Begin with the line containing "domain::logging::init_time_provider(browser_time_provider);" and copy each line exactly through the last line of the entries, inclusive.

**** Entries supplied

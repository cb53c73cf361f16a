use wasm_bindgen::prelude::*;

use crate::domain::logging::{LogComponent, get_logger};

pub mod app;
pub mod application;
pub mod config;
pub mod domain;
pub mod infrastructure;
pub mod presentation;
pub mod time_utils;

/// Wire logging and the clock, then mount the dashboard into `<body>`.
#[wasm_bindgen(start)]
pub fn initialize() {
    console_error_panic_hook::set_once();

    let console_logger = if cfg!(debug_assertions) {
        infrastructure::services::ConsoleLogger::new_development()
    } else {
        infrastructure::services::ConsoleLogger::new_production()
    };
    domain::logging::init_logger(Box::new(console_logger));

    let browser_time_provider = Box::new(infrastructure::services::BrowserTimeProvider::new());
    domain::logging::init_time_provider(browser_time_provider);

    get_logger().info(LogComponent::Presentation("Initialize"), "🚀 Trading dashboard starting");

    leptos::mount_to_body(app::App);
}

********

# Solution for this exercise
    domain::logging::init_time_provider(browser_time_provider);

    get_logger().info(LogComponent::Presentation("Initialize"), "🚀 Trading dashboard starting");

    leptos::mount_to_body(app::App);
}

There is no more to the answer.